Я просыпаюсь от толчка, и не знаю, совсем или не совсем, и чувствую себя еще отвратительнее, чем только что. Мы стоим где-то среди сорняков и леса. Под окном вагона узкий перрон. Королева Виктория (которая восемь лет как умерла, бог мой) идет по перрону, семеня толстыми неуклюжими ногами старой бабы, на голове серый платок, в руке маленький бидон с молоком, и исчезает в вагоне третьего класса. Так и есть, мы стоим на станции Сурью и через минуту поедем дальше. А я как написал, так и написал! Безусловно. Ни одного слова я не возьму обратно. Я — Фредерик де Мартенс, Membre du Conseil supérieur de l'Etat de Congo, определенный на службу бельгийским королем Леопольдом Вторым с личного разрешения императора Александра Третьего. Я ни от чего не откажусь. Только вот этот проклятый портфель, который поезд проклятыми рывками миллиметр за миллиметром придвинул ко мне, так что я под его тяжестью почти задыхаюсь, — я отодвину его подальше от себя. Подальше… вместе с этой злосчастной книгой, которую я бросил в портфель: второй дополнительный том Брокгауза и Ефрона. И все-таки я не возьму обратно того, что написал. Нет. Потому что каждое слово — правда. Все, что я по этому поводу сказал. Я помню все дословно. Как почти все те тысячи страниц, что мною написаны, так и эти две-три — из моего сочинения «Восточная война». Anno 1879:

Обнародованием циркуляра Государственного канцлера от 11 апреля и Высочайшего манифеста от 12 апреля Россия, торжественным образом, объявила себя в войне с Оттоманскою империею. Русское правительство признало необходимым известить об этом событии еще специальною нотою от 12 апреля турецкого поверенного в делах в Петербурге Тевфика-бея, которому, вместе с тем, предписало взять свои паспорты. «Что же касается турецких подданных в России, — продолжает нота, — то те из них, которые пожелают покинуть страну, могут это сделать; те же, которые предпочли бы оставаться, могут вполне рассчитывать на покровительство законов».
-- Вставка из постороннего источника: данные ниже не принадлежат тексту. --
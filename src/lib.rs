pub mod browser;
pub mod diagnostics;
pub mod engine;
pub mod error;
pub mod locator;
pub mod modal;
pub mod session;
pub mod wait;

// Re-export commonly used items
pub use browser::chrome::{ChromeDriver, ConnectionMode};
pub use diagnostics::DiagnosticRecorder;
pub use engine::{AttemptOutcome, DeliveryStrategy, Engine, EngineConfig};
pub use error::{DriverError, Result};
pub use locator::Locator;
pub use modal::ModalHandle;
pub use session::{Control, Located, RenderingContext, Session};
pub use wait::wait_until;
За день до этого, то есть одиннадцатого апреля, русский поверенный в делах в Константинополе г-н Нелидов от имени своего правительства объявил Порте, что, во-первых, дипломатические отношения между Россиею и Турциею прерваны; во-вторых, германские консулы приняли на себя защиту интересов русских подданных… Вслед за тем и в тот же самый день г-н Нелидов выехал из Константинополя в сопровождении всего личного состава как посольства, так и консульства.
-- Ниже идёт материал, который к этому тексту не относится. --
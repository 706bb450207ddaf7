use std::time::Duration;

use thiserror::Error;

#[derive(Error, Debug)]
pub enum DriverError {
    #[error("Failed to connect to Chrome: {0}")]
    ConnectionFailed(String),

    #[error("Failed to launch Chrome: {0}")]
    LaunchFailed(String),

    #[error("Navigation failed: {0}")]
    NavigationFailed(String),

    #[error("Element not found: {0}")]
    ElementNotFound(String),

    #[error("every delivery strategy failed for {locator} (last observed value: {observed:?})")]
    AllStrategiesExhausted { locator: String, observed: String },

    #[error("timed out after {0:?}")]
    TimeoutExceeded(Duration),

    #[error("no modal dialog is present")]
    NoModalPresent,

    #[error("No page available")]
    NoPage,

    #[error("CDP error: {0}")]
    Cdp(#[from] chromiumoxide::error::CdpError),

    #[error("{0}")]
    Other(String),
}

pub type Result<T> = std::result::Result<T, DriverError>;
//! Element locators: a strategy plus a selector string.
//!
//! Every strategy is translated to a CSS selector before it reaches the
//! browser, so the driver only ever issues `querySelectorAll` queries.

use std::fmt;

/// How to find zero or more elements in the current rendering context.
#[derive(Debug, Clone, PartialEq, Eq)]
pub enum Locator {
    /// Match by `id` attribute.
    Id(String),
    /// Match by `name` attribute.
    Name(String),
    /// Match by tag name.
    Tag(String),
    /// Raw CSS selector.
    Css(String),
}

impl Locator {
    pub fn id(value: impl Into<String>) -> Self {
        Locator::Id(value.into())
    }

    pub fn name(value: impl Into<String>) -> Self {
        Locator::Name(value.into())
    }

    pub fn tag(value: impl Into<String>) -> Self {
        Locator::Tag(value.into())
    }

    pub fn css(value: impl Into<String>) -> Self {
        Locator::Css(value.into())
    }

    /// CSS selector equivalent of this locator.
    ///
    /// Id and name use attribute-selector form so values containing CSS
    /// metacharacters (dots, colons) stay valid.
    pub fn to_css(&self) -> String {
        match self {
            Locator::Id(id) => format!("[id=\"{}\"]", id),
            Locator::Name(name) => format!("[name=\"{}\"]", name),
            Locator::Tag(tag) => tag.clone(),
            Locator::Css(css) => css.clone(),
        }
    }
}

impl fmt::Display for Locator {
    fn fmt(&self, f: &mut fmt::Formatter<'_>) -> fmt::Result {
        match self {
            Locator::Id(id) => write!(f, "id={}", id),
            Locator::Name(name) => write!(f, "name={}", name),
            Locator::Tag(tag) => write!(f, "tag={}", tag),
            Locator::Css(css) => write!(f, "css={}", css),
        }
    }
}

#[cfg(test)]
mod tests {
    use super::*;

    #[test]
    fn id_uses_attribute_selector() {
        assert_eq!(Locator::id("target").to_css(), "[id=\"target\"]");
        // Ids with dots would break the #-shorthand form
        assert_eq!(Locator::id("user.name").to_css(), "[id=\"user.name\"]");
    }

    #[test]
    fn name_and_tag_translate() {
        assert_eq!(Locator::name("password").to_css(), "[name=\"password\"]");
        assert_eq!(Locator::tag("iframe").to_css(), "iframe");
    }

    #[test]
    fn css_passes_through() {
        assert_eq!(Locator::css("form input.primary").to_css(), "form input.primary");
    }

    #[test]
    fn display_names_the_strategy() {
        assert_eq!(Locator::id("target").to_string(), "id=target");
        assert_eq!(Locator::css("#x").to_string(), "css=#x");
    }
}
Однако совершенно невероятным представляется тот факт, что, несмотря на все только что изложенные акции, турецкое правительство все-таки находило возможным обвинить Россию в том, что она начала военные действия без объявления войны!
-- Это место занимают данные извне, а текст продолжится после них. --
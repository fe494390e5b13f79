//! The keyswitch → bootstrap pipeline, batched over radix blocks and
//! partitioned across the device set.

use super::{blocks_per_device, split_blocks_mut, RadixEngine};
use crate::backend::AccelBackend;
use crate::device::{launch_abort, DeviceStreams};
use crate::entities::{
    DeviceBivariateLut, DeviceLut, DeviceLweCiphertextList, DeviceRadixCiphertext,
    LookupTableOwned,
};
use crate::parameters::{LweDimension, RadixAccelParameters};
use rayon::prelude::*;

/// Scratch for the lookup-table application pipeline: one small-LWE staging
/// list receiving keyswitch outputs and one big-LWE staging list used as the
/// packing target of bivariate applications.
///
/// Created once per operation shape and reused across invocations; released
/// explicitly. Reusing it after release, or for a larger batch than it was
/// sized for, aborts.
pub struct LutApplicationBuffer {
    pub(crate) small_staging: DeviceLweCiphertextList,
    pub(crate) big_staging: DeviceLweCiphertextList,
    max_blocks: usize,
    released: bool,
}

impl LutApplicationBuffer {
    pub fn new(streams: &DeviceStreams, params: &RadixAccelParameters, max_blocks: usize) -> Self {
        tracing::debug!(
            max_blocks,
            lwe_dimension = params.lwe_dimension.0,
            big_lwe_dimension = params.big_lwe_dimension().0,
            "allocating lut application scratch"
        );
        let stream = streams.stream(0);
        Self {
            small_staging: DeviceLweCiphertextList::new(stream, params.lwe_dimension, max_blocks),
            big_staging: DeviceLweCiphertextList::new(
                stream,
                params.big_lwe_dimension(),
                max_blocks,
            ),
            max_blocks,
            released: false,
        }
    }

    /// Frees the device staging memory. The buffer must not be used again.
    pub fn release(&mut self, streams: &DeviceStreams) {
        let stream = streams.stream(0);
        self.small_staging = DeviceLweCiphertextList::new(stream, LweDimension(0), 0);
        self.big_staging = DeviceLweCiphertextList::new(stream, LweDimension(0), 0);
        self.released = true;
        tracing::debug!("released lut application scratch");
    }

    pub(crate) fn ensure_usable(&self, num_blocks: usize) {
        if self.released {
            launch_abort!("usage error: lut application scratch used after release");
        }
        if num_blocks > self.max_blocks {
            launch_abort!(
                "usage error: lut application scratch sized for {} blocks, asked to process {}",
                self.max_blocks,
                num_blocks
            );
        }
    }
}

impl<B: AccelBackend> RadixEngine<B> {
    /// Keyswitches `num_blocks` big blocks of `input` into the small list
    /// `output`, partitioning the batch across the device set.
    pub(crate) fn keyswitch_batch_partitioned_async(
        &self,
        streams: &DeviceStreams,
        output: &mut [u64],
        input: &[u64],
        num_blocks: usize,
    ) {
        let params = self.parameters();
        let small_size = params.lwe_dimension.to_lwe_size();
        let big_size = params.big_lwe_dimension().to_lwe_size();
        assert_eq!(output.len(), num_blocks * small_size);
        assert_eq!(input.len(), num_blocks * big_size);

        let ranges = blocks_per_device(num_blocks, streams.len());
        let out_parts = split_blocks_mut(output, small_size, &ranges);
        let mut work: Vec<_> = ranges.iter().zip(out_parts).enumerate().collect();
        work.par_iter_mut().for_each(|(device, (range, out_part))| {
            let in_part = &input[range.start * big_size..range.end * big_size];
            self.backend().keyswitch_batch(
                streams.stream(*device),
                params,
                out_part,
                in_part,
                range.len(),
            );
        });
    }

    /// Bootstraps `num_blocks` small blocks of `input` through `lut` into
    /// the big list `output`, partitioning the batch across the device set.
    pub(crate) fn bootstrap_batch_partitioned_async(
        &self,
        streams: &DeviceStreams,
        output: &mut [u64],
        input: &[u64],
        lut: &DeviceLut,
        num_blocks: usize,
    ) {
        let params = self.parameters();
        let small_size = params.lwe_dimension.to_lwe_size();
        let big_size = params.big_lwe_dimension().to_lwe_size();
        assert_eq!(output.len(), num_blocks * big_size);
        assert_eq!(input.len(), num_blocks * small_size);

        let ranges = blocks_per_device(num_blocks, streams.len());
        let out_parts = split_blocks_mut(output, big_size, &ranges);
        let mut work: Vec<_> = ranges.iter().zip(out_parts).enumerate().collect();
        work.par_iter_mut().for_each(|(device, (range, out_part))| {
            let in_part = &input[range.start * small_size..range.end * small_size];
            self.backend().bootstrap_batch(
                streams.stream(*device),
                params,
                out_part,
                in_part,
                lut.accumulator(),
                range.len(),
            );
        });
    }

    /// Runs the full pipeline on flat block storage: keyswitch `input` into
    /// the staging list, bootstrap the staging list into `output`.
    ///
    /// `output` and `input` may refer to the same blocks (the assign
    /// variants do): every input block is fully consumed by the keyswitch
    /// pass before the bootstrap pass writes any output block, and the
    /// staging list is distinct from both.
    pub(crate) fn keyswitch_bootstrap_batch_async(
        &self,
        streams: &DeviceStreams,
        output: &mut [u64],
        input: &[u64],
        small_staging: &mut DeviceLweCiphertextList,
        lut: &DeviceLut,
        num_blocks: usize,
    ) {
        let small_size = self.parameters().lwe_dimension.to_lwe_size();
        let staging = &mut small_staging.as_flat_mut()[..num_blocks * small_size];
        self.keyswitch_batch_partitioned_async(streams, staging, input, num_blocks);
        self.bootstrap_batch_partitioned_async(streams, output, staging, lut, num_blocks);
    }

    /// Applies a univariate lookup table to every block of `ct`, in place.
    pub fn apply_univariate_lut_assign_async(
        &self,
        streams: &DeviceStreams,
        ct: &mut DeviceRadixCiphertext,
        lut: &DeviceLut,
        buffer: &mut LutApplicationBuffer,
    ) {
        let num_blocks = ct.num_blocks();
        buffer.ensure_usable(num_blocks);
        let small_size = self.parameters().lwe_dimension.to_lwe_size();
        let staging = &mut buffer.small_staging.as_flat_mut()[..num_blocks * small_size];
        self.keyswitch_batch_partitioned_async(
            streams,
            staging,
            ct.d_blocks.as_flat(),
            num_blocks,
        );
        self.bootstrap_batch_partitioned_async(
            streams,
            ct.d_blocks.as_flat_mut(),
            staging,
            lut,
            num_blocks,
        );
        ct.info = ct.info.after_lookup_table(lut.degree());
    }

    /// Applies a univariate lookup table to every block of `input`, writing
    /// the refreshed blocks to `output`.
    pub fn apply_univariate_lut_async(
        &self,
        streams: &DeviceStreams,
        output: &mut DeviceRadixCiphertext,
        input: &DeviceRadixCiphertext,
        lut: &DeviceLut,
        buffer: &mut LutApplicationBuffer,
    ) {
        output.assert_same_shape(input);
        let num_blocks = input.num_blocks();
        buffer.ensure_usable(num_blocks);
        self.keyswitch_bootstrap_batch_async(
            streams,
            output.d_blocks.as_flat_mut(),
            input.d_blocks.as_flat(),
            &mut buffer.small_staging,
            lut,
            num_blocks,
        );
        output.info = input.info.after_lookup_table(lut.degree());
    }

    /// Packs each block pair `(lhs_i, rhs_i)` as `lhs_i * shift + rhs_i`
    /// into `packed` — a pure per-coefficient linear combination, parallel
    /// over blocks and coefficients, with no cryptographic cost.
    pub(crate) fn pack_bivariate_operands(
        &self,
        packed: &mut [u64],
        lhs: &[u64],
        rhs: &[u64],
        shift: u64,
    ) {
        let big_size = self.parameters().big_lwe_dimension().to_lwe_size();
        assert_eq!(packed.len(), lhs.len());
        assert_eq!(packed.len(), rhs.len());
        packed
            .par_chunks_exact_mut(big_size)
            .zip(lhs.par_chunks_exact(big_size).zip(rhs.par_chunks_exact(big_size)))
            .for_each(|(out_block, (lhs_block, rhs_block))| {
                for ((out, &left), &right) in
                    out_block.iter_mut().zip(lhs_block).zip(rhs_block)
                {
                    *out = left.wrapping_mul(shift).wrapping_add(right);
                }
            });
    }

    /// Core of the bivariate pipeline on flat storage: pack, keyswitch,
    /// bootstrap. `output` may alias either operand; both operands are fully
    /// read by the packing step before anything is overwritten.
    pub(crate) fn apply_bivariate_lut_on_blocks_async(
        &self,
        streams: &DeviceStreams,
        output: &mut [u64],
        lhs: &[u64],
        rhs: &[u64],
        lut: &DeviceBivariateLut,
        buffer: &mut LutApplicationBuffer,
        num_blocks: usize,
    ) {
        buffer.ensure_usable(num_blocks);
        let big_size = self.parameters().big_lwe_dimension().to_lwe_size();
        let small_size = self.parameters().lwe_dimension.to_lwe_size();
        let packed = &mut buffer.big_staging.as_flat_mut()[..num_blocks * big_size];
        self.pack_bivariate_operands(packed, lhs, rhs, lut.ct_right_modulus.0);
        let staging = &mut buffer.small_staging.as_flat_mut()[..num_blocks * small_size];
        self.keyswitch_batch_partitioned_async(streams, staging, packed, num_blocks);
        self.bootstrap_batch_partitioned_async(streams, output, staging, &lut.lut, num_blocks);
    }

    /// Applies a bivariate lookup table to every block pair of
    /// `(ct_left, ct_right)`, writing the result over `ct_left`.
    ///
    /// The packed value `lhs_i * shift + rhs_i` must fit the plaintext space
    /// the accumulator was built for; the worst case is asserted at LUT
    /// construction, keeping the actual operand degrees in range is the
    /// caller's contract (a violation yields a wrong function result, not a
    /// crash).
    pub fn apply_bivariate_lut_assign_async(
        &self,
        streams: &DeviceStreams,
        ct_left: &mut DeviceRadixCiphertext,
        ct_right: &DeviceRadixCiphertext,
        lut: &DeviceBivariateLut,
        buffer: &mut LutApplicationBuffer,
    ) {
        ct_left.assert_same_shape(ct_right);
        let num_blocks = ct_left.num_blocks();
        debug_assert!(ct_left.info.blocks.iter().zip(ct_right.info.blocks.iter()).all(
            |(left, right)| {
                left.degree.get() * lut.ct_right_modulus.0 + right.degree.get()
                    < self.parameters().total_modulus()
            }
        ));
        buffer.ensure_usable(num_blocks);
        let big_size = self.parameters().big_lwe_dimension().to_lwe_size();
        let small_size = self.parameters().lwe_dimension.to_lwe_size();
        // Packing reads both operands into the staging list before the
        // pipeline writes any block of ct_left, so assigning in place is
        // safe.
        {
            let packed = &mut buffer.big_staging.as_flat_mut()[..num_blocks * big_size];
            self.pack_bivariate_operands(
                packed,
                ct_left.d_blocks.as_flat(),
                ct_right.d_blocks.as_flat(),
                lut.ct_right_modulus.0,
            );
        }
        {
            let packed = &buffer.big_staging.as_flat()[..num_blocks * big_size];
            let staging = &mut buffer.small_staging.as_flat_mut()[..num_blocks * small_size];
            self.keyswitch_batch_partitioned_async(streams, staging, packed, num_blocks);
        }
        self.bootstrap_batch_partitioned_async(
            streams,
            ct_left.d_blocks.as_flat_mut(),
            &buffer.small_staging.as_flat()[..num_blocks * small_size],
            &lut.lut,
            num_blocks,
        );
        ct_left.info = ct_left.info.after_lookup_table(lut.degree());
    }

    /// Applies a univariate lookup table in place over a block range of a
    /// list. `list` must be distinct from the buffer's staging lists.
    pub(crate) fn apply_univariate_inplace_on_range_async(
        &self,
        streams: &DeviceStreams,
        list: &mut DeviceLweCiphertextList,
        range: std::ops::Range<usize>,
        lut: &DeviceLut,
        buffer: &mut LutApplicationBuffer,
    ) {
        let count = range.len();
        buffer.ensure_usable(count);
        let small_size = self.parameters().lwe_dimension.to_lwe_size();
        {
            let staging = &mut buffer.small_staging.as_flat_mut()[..count * small_size];
            self.keyswitch_batch_partitioned_async(streams, staging, list.blocks(range.clone()), count);
        }
        let staging = &buffer.small_staging.as_flat()[..count * small_size];
        self.bootstrap_batch_partitioned_async(streams, list.blocks_mut(range), staging, lut, count);
    }

    /// One-shot convenience wrapper: allocates the scratch, uploads the
    /// table, runs the univariate pipeline in place and tears the scratch
    /// down again. Repeated invocations of one operation should allocate
    /// the scratch once instead.
    pub fn apply_univariate_lut_assign(
        &self,
        streams: &DeviceStreams,
        ct: &mut DeviceRadixCiphertext,
        lut: &LookupTableOwned,
    ) {
        let mut buffer = LutApplicationBuffer::new(streams, self.parameters(), ct.num_blocks());
        let d_lut = DeviceLut::from_lookup_table(streams.stream(0), lut.clone());
        self.apply_univariate_lut_assign_async(streams, ct, &d_lut, &mut buffer);
        buffer.release(streams);
        streams.synchronize();
    }
}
От чего следовало бы мне здесь отказаться? Ни одного слова я не взял бы обратно, хотя то написано тридцать лет назад. Я скажу: время способно отполировать истину и сделать еще более очевидной. И касательно следующей страницы могу от чистого сердца сказать то же самое.

Такое обвинение может казаться совершенным абсурдом ввиду представленных документальных данных, но тем не менее оно было высказано турецким правительством в депеше к представителю его в Лондоне от 13 (25) апреля. Оно объявило сообщение, сделанное Тевфику-бею в Петербурге «анормальным и противным правилам, всегда соблюдаемым всеми цивилизованными народами». Руководствуясь «чувством человеколюбия», Блистательная Порта просила о посредничестве великих держав, согласно статье VIII Парижского трактата 1856 г., между тем как Россия с «презрением относится к всем своим международным обязательствам». Этого мало: сам султан жаловался вновь назначенному английскому послу, сэру Ляйарду, на то, что Россия начала войну без предварительного объявления ея — without previous declaration of war.

В виду таких заявлений турецкого правительства не знаешь, чему больше удивляться — недобросовестности или наивности его. В самом деле, после всех вышеупомянутых заявлений русского правительства, обвинение его в начатии войны без формального ея объявления нельзя не признать крайне дерзким поступком, могущим служить образцом тому, к каким средствам прибегала во время последней войны Турция, для того чтобы распространять в Европе самыя возмутительные небылицы насчет России и защитников ея чести и прав.